Un brindisi di troppo?
Nella Francia in guerra e alla vigilia di una rivoluzione, in una Parigi assediata e alla fame, un brindisi di troppo fa perdere ogni prudenza a due amici e li spinge un una sconsiderata avventura che si trasformerà in una trappola.
Eroi involontari e insensatezza
Sauvage e Morissot, i due protagonisti, sono due eroi involontari, ma anche la prova dell’insensatezza della guerra.
Paesaggio invernale e tragica vicenda
Un paesaggio ancora invernale, grigio e brullo, disseminato di case distrutte e paesi abbandonati, cui il sole inutilmente cerca di infondere calore, fa da sfondo alla tragica vicenda.
Maupassant e il conflitto francoprussiano
Il racconto, del 1883, è uno dei più famosi dello scrittore. Fa parte di una serie dedicata da Maupassant al conflitto francoprussiano. Lo scrittore, che all’epoca della guerra aveva vent’anni, era sotto le armi nei mesi dell’assedio di Parigi.
Antimilitarismo e sacrificio finale
Gli episodi ispirati al drammatico blocco della capitale sono l’occasione per mostrare la crudeltà e la violenza della guerra e per manifestare la pietà umana verso le vittime.
L’antimilitarismo dell’autore traspare da tutti i particolari e anche nel sacrificio finale dei due miti pescatori non c’è alcuna esaltazione. Il guizzo dei pesci moribondi evoca un amaro destino comune per uomini e animali.
Contrasti e indifferenza dei soldati
La narrazione (affidata a un narratore esterno) si apre e si chiude con un contrasto: all’inizio quello tra la città assediata e il rimpianto di una tranquilla vita borghese, tra le condizioni disperate degli abitanti, costretti a nutrirsi perfino dei topi, e un desiderio di normalità e di allegria incoraggiato dalla bella giornata invernale; nel finale quello tra lo scenario agreste e la crudeltà dell’epilogo, sottolineata dall’indifferenza dei soldati, per i quali uccidere è routine. La guerra è un meccanismo cieco e spietato, e il tuono cupo dei cannoni è lì a ricordarcelo.
Domande da interrogazione
- Qual è il significato del "brindisi di troppo" nel contesto della storia?

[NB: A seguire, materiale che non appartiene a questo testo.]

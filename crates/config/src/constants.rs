pub const TOP_LEVEL_DOMAIN: &str = "org";
pub const AUTHOR: &str = "docseek";
pub const APP_NAME: &str = "docseek";

pub const GUI_CONFIG_FILE_NAME: &str = "gui.toml";
pub const CLI_CONFIG_FILE_NAME: &str = "cli.toml";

- Come si manifesta l'antimilitarismo di Maupassant nel racconto?
- Quali contrasti vengono evidenziati nella narrazione?
Il "brindisi di troppo" rappresenta un momento di imprudenza che spinge i due amici, Sauvage e Morissot, verso un'avventura sconsiderata che si trasforma in una trappola, evidenziando l'insensatezza della guerra in un contesto di crisi e fame a Parigi.
L'antimilitarismo di Maupassant emerge attraverso la rappresentazione della crudeltà e della violenza della guerra, senza esaltazione, culminando nel sacrificio finale dei due protagonisti, che simboleggia un destino amaro condiviso tra uomini e animali.
La narrazione mette in evidenza contrasti tra la vita borghese serena e le condizioni disperate degli abitanti di Parigi assediata, e tra lo scenario agreste e la brutalità dell'epilogo, sottolineando l'indifferenza dei soldati verso la morte, che rende la guerra un meccanismo cieco e spietato.